Data excerpts
┌──

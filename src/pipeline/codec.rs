//! Vote message codec
//!
//! The payload is the candidate id as a 4-byte little-endian integer and
//! nothing else. Trace context travels in the message headers.

use crate::pipeline::transport::{Delivery, MessageHeaders, OutgoingMessage};
use crate::telemetry::{TextMapPropagator, TraceContext};
use crate::types::{Candidate, VoteEvent};
use crate::{Error, Result};
use std::sync::Arc;

/// Width of an encoded candidate
pub const PAYLOAD_WIDTH: usize = 4;

/// Encode a candidate as its fixed-width payload
pub fn encode(candidate: Candidate) -> [u8; PAYLOAD_WIDTH] {
    candidate.id().to_le_bytes()
}

/// Decode a payload back into a candidate
///
/// Fails with [`Error::MalformedPayload`] when the length is not
/// [`PAYLOAD_WIDTH`] and with [`Error::UnknownCandidate`] when the integer
/// names no known candidate.
pub fn decode(payload: &[u8]) -> Result<Candidate> {
    let bytes: [u8; PAYLOAD_WIDTH] = payload.try_into().map_err(|_| Error::MalformedPayload {
        expected: PAYLOAD_WIDTH,
        actual: payload.len(),
    })?;

    Candidate::try_from(i32::from_le_bytes(bytes))
}

/// A delivery split back into its parts
#[derive(Debug)]
pub struct DecodedVote {
    /// Context extracted from the headers, empty when none was sent
    pub parent: TraceContext,

    /// Decoded candidate, or the reason the payload was rejected
    pub candidate: Result<Candidate>,
}

/// Combines payload encoding with header propagation
#[derive(Clone)]
pub struct VoteCodec {
    propagator: Arc<dyn TextMapPropagator>,
}

impl VoteCodec {
    pub fn new(propagator: Arc<dyn TextMapPropagator>) -> Self {
        Self { propagator }
    }

    /// Build the outgoing message for a vote, injecting its trace context
    pub fn encode_event(&self, event: &VoteEvent) -> OutgoingMessage {
        let mut headers = MessageHeaders::new();
        self.propagator.inject(&event.trace_context, &mut headers);

        OutgoingMessage {
            payload: encode(event.candidate).to_vec(),
            headers,
            message_id: Some(event.event_id.to_string()),
            timestamp: u64::try_from(event.cast_at.timestamp()).ok(),
        }
    }

    /// Recover the parent context and candidate from a delivery
    ///
    /// Header extraction never fails; a bad payload only affects
    /// `candidate`.
    pub fn decode_delivery(&self, delivery: &Delivery) -> DecodedVote {
        DecodedVote {
            parent: self.propagator.extract(&delivery.headers),
            candidate: decode(&delivery.payload),
        }
    }
}
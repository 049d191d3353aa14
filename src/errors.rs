//! Error handling for the vote pipeline

/// Result type alias for the vote pipeline
pub type Result<T> = std::result::Result<T, Error>;

/// Main error type for the vote pipeline
#[derive(thiserror::Error, Debug)]
pub enum Error {
    /// The queue broker cannot be reached or refused the operation
    #[error("Transport unavailable: {message}")]
    TransportUnavailable { message: String },

    /// An established transport connection went away
    #[error("Transport connection lost: {message}")]
    ConnectionLost { message: String },

    /// The counter store cannot be reached or refused the operation
    #[error("Counter store unavailable: {message}")]
    StoreUnavailable { message: String },

    /// Payload width does not match the fixed candidate encoding
    #[error("Malformed payload: expected {expected} bytes, got {actual}")]
    MalformedPayload { expected: usize, actual: usize },

    /// Well-formed payload naming a candidate outside the known set
    #[error("Unknown candidate: {0}")]
    UnknownCandidate(i32),

    /// Validation errors
    #[error("Validation failed: {field}")]
    Validation { field: String },

    /// Invalid or missing configuration
    #[error("Configuration error: {message}")]
    Configuration { message: String },

    /// Serialization errors
    #[error("Serialization error: {0}")]
    Serialization(#[from] serde_json::Error),

    /// Generic internal errors
    #[error("Internal error: {message}")]
    Internal { message: String },
}

impl Error {
    /// Create a new transport error
    pub fn transport(message: impl Into<String>) -> Self {
        Self::TransportUnavailable {
            message: message.into(),
        }
    }

    /// Create a new connection-lost error
    pub fn connection_lost(message: impl Into<String>) -> Self {
        Self::ConnectionLost {
            message: message.into(),
        }
    }

    /// Create a new counter store error
    pub fn store(message: impl Into<String>) -> Self {
        Self::StoreUnavailable {
            message: message.into(),
        }
    }

    /// Create a new validation error
    pub fn validation(field: impl Into<String>) -> Self {
        Self::Validation {
            field: field.into(),
        }
    }

    /// Create a new configuration error
    pub fn configuration(message: impl Into<String>) -> Self {
        Self::Configuration {
            message: message.into(),
        }
    }

    /// Create a new internal error
    pub fn internal(message: impl Into<String>) -> Self {
        Self::Internal {
            message: message.into(),
        }
    }

    /// Whether the failure is tied to a single message and should be dropped
    pub fn is_decode_failure(&self) -> bool {
        matches!(
            self,
            Self::MalformedPayload { .. } | Self::UnknownCandidate(_)
        )
    }

    /// Whether retrying the same operation later may succeed
    pub fn is_retryable(&self) -> bool {
        matches!(
            self,
            Self::TransportUnavailable { .. }
                | Self::ConnectionLost { .. }
                | Self::StoreUnavailable { .. }
        )
    }
}

impl From<lapin::Error> for Error {
    fn from(err: lapin::Error) -> Self {
        match err {
            lapin::Error::InvalidChannelState(_) | lapin::Error::InvalidConnectionState(_) => {
                Self::connection_lost(err.to_string())
            }
            other => Self::transport(other.to_string()),
        }
    }
}

impl From<redis::RedisError> for Error {
    fn from(err: redis::RedisError) -> Self {
        Self::store(err.to_string())
    }
}

/// Convenience macros for creating specific error types
#[macro_export]
macro_rules! transport_error {
    ($msg:expr) => {
        $crate::Error::transport($msg)
    };
    ($fmt:expr, $($arg:tt)*) => {
        $crate::Error::transport(format!($fmt, $($arg)*))
    };
}

#[macro_export]
macro_rules! store_error {
    ($msg:expr) => {
        $crate::Error::store($msg)
    };
    ($fmt:expr, $($arg:tt)*) => {
        $crate::Error::store(format!($fmt, $($arg)*))
    };
}
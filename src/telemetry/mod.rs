//! Trace context, propagation and metrics for the vote pipeline

pub mod context;
pub mod metrics;
pub mod propagation;
pub mod sampler;

pub use context::{Baggage, SpanId, TraceContext, TraceFlags, TraceId};
pub use metrics::{ConsumerStats, ConsumerStatsSnapshot, VoteMetrics, VoteMetricsSnapshot};
pub use propagation::{
    BaggagePropagator, CompositePropagator, Extractor, Injector, TextMapPropagator,
    TraceContextPropagator,
};
pub use sampler::Sampler;

/// Baggage key carrying the voting client's user agent
pub const CLIENT_USER_AGENT: &str = "ClientUserAgent";

/// Baggage key carrying the host the vote was submitted to
pub const CLIENT_HOST: &str = "ClientHost";
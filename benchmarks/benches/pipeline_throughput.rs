use criterion::{BenchmarkId, Criterion, criterion_group, criterion_main};
use futures::StreamExt;
use std::hint::black_box;
use std::sync::Arc;
use std::time::Duration;
use vote_pipeline::config::VoteSettings;
use vote_pipeline::pipeline::{
    CounterStore, InMemoryCounterStore, InMemoryTransport, QueueSpec, QueueTransport,
    ReconnectPolicy, TallyReader, VoteConsumer, VotePublisher,
};
use vote_pipeline::telemetry::{CompositePropagator, Sampler, TraceContext, VoteMetrics};
use vote_pipeline::types::{Candidate, RequestMetadata};

/// Publish and consume throughput over the in-memory transport
fn bench_publish_consume(c: &mut Criterion) {
    let rt = tokio::runtime::Runtime::new().unwrap();

    let mut group = c.benchmark_group("publish_consume");
    group.warm_up_time(Duration::from_millis(100));

    let transport = Arc::new(InMemoryTransport::new());
    let store = Arc::new(InMemoryCounterStore::new());
    let propagator = Arc::new(CompositePropagator::default());
    let queue = QueueSpec::new("votes-bench");

    let publisher = VotePublisher::new(
        transport.clone(),
        queue.clone(),
        propagator.clone(),
        Sampler::AlwaysOn,
        Arc::new(VoteMetrics::new()),
    );
    let meta = RequestMetadata::new("criterion", "localhost");

    group.bench_function("cast_vote", |b| {
        b.to_async(&rt).iter(|| async {
            let event = publisher
                .cast_vote(
                    black_box(Candidate::One),
                    black_box(&TraceContext::empty()),
                    black_box(&meta),
                )
                .await
                .unwrap();
            black_box(event);
        })
    });

    // Separate broker so the cast_vote backlog is not drained here
    let transport = Arc::new(InMemoryTransport::new());
    let publisher = VotePublisher::new(
        transport.clone(),
        queue.clone(),
        propagator.clone(),
        Sampler::AlwaysOn,
        Arc::new(VoteMetrics::new()),
    );
    let consumer = VoteConsumer::new(
        transport.clone(),
        store.clone(),
        queue.clone(),
        propagator,
        Sampler::AlwaysOn,
        ReconnectPolicy::default(),
    );
    let subscription = rt.block_on(async {
        transport.declare_queue(&queue).await.unwrap();
        transport.subscribe(&queue.name, true).await.unwrap()
    });
    let subscription = tokio::sync::Mutex::new(subscription);

    for batch in [1usize, 16, 128] {
        group.bench_with_input(
            BenchmarkId::new("cast_and_handle", batch),
            &batch,
            |b, &batch| {
                b.to_async(&rt).iter(|| async {
                    let mut subscription = subscription.lock().await;
                    for _ in 0..batch {
                        publisher
                            .cast_vote(Candidate::Two, &TraceContext::empty(), &meta)
                            .await
                            .unwrap();
                    }
                    for _ in 0..batch {
                        let delivery = subscription.next().await.unwrap().unwrap();
                        black_box(consumer.handle_delivery(&delivery).await);
                    }
                })
            },
        );
    }

    group.finish();
}

fn bench_tally(c: &mut Criterion) {
    let rt = tokio::runtime::Runtime::new().unwrap();

    let mut group = c.benchmark_group("tally");
    group.warm_up_time(Duration::from_millis(100));

    let store = Arc::new(InMemoryCounterStore::new());
    let reader = TallyReader::new(store.clone(), VoteSettings::default(), Sampler::AlwaysOn);

    group.bench_function("increment", |b| {
        let key = Candidate::One.counter_key();
        b.to_async(&rt)
            .iter(|| async { black_box(store.increment(&key).await.unwrap()) })
    });

    group.bench_function("read", |b| {
        b.to_async(&rt)
            .iter(|| async { black_box(reader.read(&TraceContext::empty()).await.unwrap()) })
    });

    group.finish();
}

criterion_group!(benches, bench_publish_consume, bench_tally);
criterion_main!(benches);
//! Bounded journal of state changes.
//!
//! Unlike [`UndoHistory`](super::UndoHistory), the journal is never
//! rewound: undo and redo are recorded as transitions of their own. It is
//! bounded, keeping only the most recent records.

use super::id::{EventId, StateId};
use chrono::{DateTime, Utc};
use serde::{Deserialize, Serialize};
use std::collections::VecDeque;
use std::fmt;
use std::time::Duration;

/// What caused a state change.
#[derive(Clone, Debug, PartialEq, Eq, Serialize, Deserialize)]
pub enum TransitionKind {
    /// A configured transition fired by an event.
    Event(EventId),
    /// A direct jump via `change_state`.
    Jump,
    /// A return to the initial state.
    Reset,
    Undo,
    Redo,
}

impl fmt::Display for TransitionKind {
    fn fmt(&self, f: &mut fmt::Formatter<'_>) -> fmt::Result {
        match self {
            Self::Event(event) => write!(f, "event:{event}"),
            Self::Jump => f.write_str("jump"),
            Self::Reset => f.write_str("reset"),
            Self::Undo => f.write_str("undo"),
            Self::Redo => f.write_str("redo"),
        }
    }
}

/// Record of a single state change.
///
/// # Example
///
/// ```rust
/// use rewind::core::{StateId, TransitionKind, TransitionRecord};
/// use chrono::Utc;
///
/// let record = TransitionRecord {
///     from: StateId::from("idle"),
///     to: StateId::from("running"),
///     kind: TransitionKind::Jump,
///     timestamp: Utc::now(),
/// };
/// assert_eq!(record.to, "running");
/// ```
#[derive(Clone, Debug, PartialEq, Serialize, Deserialize)]
pub struct TransitionRecord {
    /// The state being left
    pub from: StateId,
    /// The state being entered
    pub to: StateId,
    /// Why the change happened
    pub kind: TransitionKind,
    /// When the change happened
    pub timestamp: DateTime<Utc>,
}

/// Journal capacity used unless the machine is configured otherwise.
pub const DEFAULT_JOURNAL_CAPACITY: usize = 256;

/// Ordered journal of the most recent state changes a machine performed.
///
/// Holds at most `capacity` records; appending past that drops the oldest.
/// A capacity of zero disables recording.
#[derive(Clone, Debug, Serialize, Deserialize)]
pub struct TransitionLog {
    records: VecDeque<TransitionRecord>,
    capacity: usize,
}

impl Default for TransitionLog {
    fn default() -> Self {
        Self::new()
    }
}

impl TransitionLog {
    pub fn new() -> Self {
        Self::with_capacity(DEFAULT_JOURNAL_CAPACITY)
    }

    /// Create a journal keeping at most `capacity` records.
    pub fn with_capacity(capacity: usize) -> Self {
        Self {
            records: VecDeque::with_capacity(capacity.min(DEFAULT_JOURNAL_CAPACITY)),
            capacity,
        }
    }

    pub fn capacity(&self) -> usize {
        self.capacity
    }

    /// Change the limit, dropping the oldest records that no longer fit.
    pub fn set_capacity(&mut self, capacity: usize) {
        self.capacity = capacity;
        while self.records.len() > capacity {
            self.records.pop_front();
        }
    }

    /// Append a record stamped with the current time.
    pub fn record(&mut self, from: StateId, to: StateId, kind: TransitionKind) {
        if self.capacity == 0 {
            return;
        }
        if self.records.len() == self.capacity {
            self.records.pop_front();
        }
        self.records.push_back(TransitionRecord {
            from,
            to,
            kind,
            timestamp: Utc::now(),
        });
    }

    /// Drop every record, keeping the capacity.
    pub fn clear(&mut self) {
        self.records.clear();
    }

    /// Retained records, oldest first.
    pub fn records(&self) -> &VecDeque<TransitionRecord> {
        &self.records
    }

    pub fn last(&self) -> Option<&TransitionRecord> {
        self.records.back()
    }

    pub fn len(&self) -> usize {
        self.records.len()
    }

    pub fn is_empty(&self) -> bool {
        self.records.is_empty()
    }

    /// States visited in order: the first source, then each destination.
    pub fn path(&self) -> Vec<&StateId> {
        let mut path = Vec::with_capacity(self.records.len() + 1);
        if let Some(first) = self.records.front() {
            path.push(&first.from);
        }
        path.extend(self.records.iter().map(|record| &record.to));
        path
    }

    /// Time elapsed between the first and last retained record.
    ///
    /// Returns `None` for an empty journal.
    pub fn duration(&self) -> Option<Duration> {
        let (first, last) = (self.records.front()?, self.records.back()?);
        last.timestamp
            .signed_duration_since(first.timestamp)
            .to_std()
            .ok()
    }
}

#[cfg(test)]
mod tests {
    use super::*;

    fn id(s: &str) -> StateId {
        StateId::from(s)
    }

    #[test]
    fn new_log_is_empty() {
        let log = TransitionLog::new();
        assert!(log.is_empty());
        assert!(log.path().is_empty());
        assert!(log.duration().is_none());
        assert!(log.last().is_none());
    }

    #[test]
    fn path_follows_records() {
        let mut log = TransitionLog::new();
        log.record(id("idle"), id("running"), TransitionKind::Event("start".into()));
        log.record(id("running"), id("idle"), TransitionKind::Undo);

        let path = log.path();
        assert_eq!(path, vec![&id("idle"), &id("running"), &id("idle")]);
        assert_eq!(log.len(), 2);
        assert_eq!(log.last().map(|r| &r.kind), Some(&TransitionKind::Undo));
    }

    #[test]
    fn duration_covers_first_to_last() {
        let mut log = TransitionLog::new();
        log.record(id("a"), id("b"), TransitionKind::Jump);
        std::thread::sleep(Duration::from_millis(10));
        log.record(id("b"), id("a"), TransitionKind::Reset);

        assert!(log.duration().unwrap() >= Duration::from_millis(10));
    }

    #[test]
    fn oldest_records_are_dropped_past_capacity() {
        let mut log = TransitionLog::with_capacity(3);
        for target in ["b", "c", "d", "e", "f"] {
            log.record(id("a"), id(target), TransitionKind::Jump);
        }

        assert_eq!(log.len(), 3);
        assert_eq!(log.capacity(), 3);
        let targets: Vec<_> = log.records().iter().map(|r| r.to.as_str()).collect();
        assert_eq!(targets, vec!["d", "e", "f"]);
    }

    #[test]
    fn zero_capacity_records_nothing() {
        let mut log = TransitionLog::with_capacity(0);
        log.record(id("a"), id("b"), TransitionKind::Jump);
        assert!(log.is_empty());
    }

    #[test]
    fn shrinking_capacity_keeps_newest() {
        let mut log = TransitionLog::new();
        assert_eq!(log.capacity(), DEFAULT_JOURNAL_CAPACITY);
        log.record(id("a"), id("b"), TransitionKind::Jump);
        log.record(id("b"), id("c"), TransitionKind::Jump);

        log.set_capacity(1);
        assert_eq!(log.path(), vec![&id("b"), &id("c")]);
    }

    #[test]
    fn clear_drops_records_but_keeps_capacity() {
        let mut log = TransitionLog::with_capacity(8);
        log.record(id("a"), id("b"), TransitionKind::Jump);

        log.clear();
        assert!(log.is_empty());
        assert_eq!(log.capacity(), 8);
    }

    #[test]
    fn kind_display_names_the_cause() {
        assert_eq!(TransitionKind::Event("pause".into()).to_string(), "event:pause");
        assert_eq!(TransitionKind::Redo.to_string(), "redo");
    }

    #[test]
    fn log_serializes_correctly() {
        let mut log = TransitionLog::new();
        log.record(id("a"), id("b"), TransitionKind::Jump);

        let json = serde_json::to_string(&log).unwrap();
        let back: TransitionLog = serde_json::from_str(&json).unwrap();
        assert_eq!(back.records(), log.records());
    }
}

└──

== DESCRIPTION OF THE TASK ==
What is the number of lines in the data above that include the word "actual"? Answer with that number only.

== RESULT ==
3